Dad: I was not like her, I could not be as brave and strong as she was. I was footloose and fancy free, for me life was not full of glum realities that I needed to make amends to. For me it was like a journey, an awakening, i needed to travel far and wide, be a man from many places, a man of many faces. A man, whose stories were good enough for many shots of drinks. All I wanted to do in life was to be able to flow like the mountain torrent, continuous and unstoppable. I needed a companion more than a wife. Someone who could come along with me each time I went backpacking and road tripping, stagnation was like death. Being in one place forever that was something I could never bring myself up to. Pratima needed a companion too, being a docile, self-centred housewife never suited her as well. Her beauty found full bloom when she was out on the streets with her propagandas, fighting the battles of the ones who had lost, invigorating the masses with her speech, rebelling against the political and social dogmas. That was the real Pratima but sadly enough I couldn’t be her companion!!…

Maya: ….And me?….then why did you have me in the first place?….if being solitary is all you both ever wanted!

Dad…{ silent…}…

Maya:{says in stone cold voice} Probably you thought that you both could actually pull of ‘the perfect family’ act by having me which later to your great dismay back fired!!…{ laughs unwillingly}…

Dad: {as if paying no attention..} ‘ Daddy’s little girl…paints the world with her magic wand” {singing}…heard that song?…

Maya: huh??…

Dad: how can I forget that day, 29th of November 1969!The day you were born to us. You seemed to appear just out of a Robert frost poem. A wild wood fay with gleaming blackberry eyes…every body at the Milan ray’s nursing home congratulated me. And then on began our journey as father and daughter. Though short lived it was and still is the best thing that ever happened to Pratima and me. You inspired me Maya in fact both of us to go for what we believed in. your presence made life all the more meaningful. You gave us the strength to be just like you were since your childhood!…objective. You showed us that we as individuals seek two very different worlds and we are a part of two different realities and that in order attain fulfilment we must make our own choices.
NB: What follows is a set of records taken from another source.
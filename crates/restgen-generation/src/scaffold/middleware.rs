//! Middleware package

use crate::package::{Package, PackageKind};
use crate::scaffold::{ScaffoldContext, CONTROLLER_DIR, MIDDLEWARE_DIR};
use crate::templates::Snippet;

const AUTHENTICATE: &str = r#"
// Authenticate rejects requests whose bearer token differs from the configured token.
func Authenticate(next http.Handler) http.HandlerFunc {
	return func(w http.ResponseWriter, r *http.Request) {
		parts := strings.SplitN(r.Header.Get("Authorization"), " ", 2)
		if len(parts) == 2 && parts[0] == "Bearer" && parts[1] == viper.GetString("token") {
			next.ServeHTTP(w, r)
			return
		}
		controller.Unauthorized(w, r, fmt.Errorf("authenticate failed, please check your token"))
	}
}
"#;

/// The `server/middleware` package with the bearer-token middleware
pub fn package_for_middleware(ctx: &ScaffoldContext) -> Package {
    let path = ctx.package_path(MIDDLEWARE_DIR);

    let auth = ctx
        .meta_generator(&path, "auth")
        .with_imports([
            "fmt",
            "net/http",
            "strings",
            "github.com/spf13/viper",
            ctx.package_path(CONTROLLER_DIR).as_str(),
        ])
        .with_externs(["fmt", "http", "strings", "viper", "controller"])
        .with_snippet(
            Snippet::new("authenticate", AUTHENTICATE)
                .introduces(["Authenticate"])
                .uses(["http", "strings", "viper", "controller", "fmt"]),
        );

    Package::new(PackageKind::Middleware, "middleware", path, &ctx.header)
        .with_documentation("// Package middleware has the generated authentication middleware.\n")
        .with_generator(auth)
}
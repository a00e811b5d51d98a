//! Template parsing and resolution
//!
//! Templates use `$` delimited placeholders (`$key$`, `$key|form$`) and
//! `$range key$ ... $end$` blocks. See [`parser`] for the grammar.

pub mod context;
pub mod engine;
pub mod error;
pub mod parser;
pub mod snippet;

pub use context::{Value, VariableMap};
pub use engine::TemplateEngine;
pub use error::TemplateError;
pub use parser::{
    Expression, KeyRef, ParsedTemplate, TemplateElement, TemplateParser, DEFAULT_DELIMITER,
    MAX_RANGE_DEPTH,
};
pub use snippet::Snippet;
Dad: whether you believe it or not Maya, your mother and I love you very much. Till her last breath she had been thinking of you, stopping everyone from calling you and telling you about her ill health. She said she was going to be ok and you need not be bothered and disturbed. She never wanted you to leave your work and come here unnecessarily.

Dad: and as for me, I have been visiting every place here that has our memories as father and daughter. The park near the baren babu’s, the fields, the ganges ghat, bahir serampore, the melas, the rath yatras in Mahesh…. everywhere. Only to see if I could find you again!….remember the place where you went for your English tuitions?…

Maya: dipankar sir!

Dad: yes him, he is an old man now, and he still asks of you. And I tell him stories of your achievements, that you have got a great job and are well settled in delhi, that Rajat is a great guy and keeps you very happy. I talk of you as if you are some one who I know distantly and not my own daughter. It rips my heart to think that my only daughter probably does not consider me as her father….i….iii….

Maya: we’ve been sitting here for long…lets go now.

Both of them rise and leave for Roy’s place…. far from behind the songs of the fishermen can be heard…the air is too of emotions…numerous birds in their cheerful chirps…are seen leaving their nests…… they walk a few miles without speaking to each other then finally arrive at roy’s place.

SCENE : 8

Roy: aare….aasho aasho…..Maya maa….kemon aacho?….too sad to hear about your lose….ki korbe maa bolo….that’s the way life is…it gives, takes away and gives again…..

Roy: {calling his wife}…aaare shampa!!…..dekho ke esheche….bring something to eat!!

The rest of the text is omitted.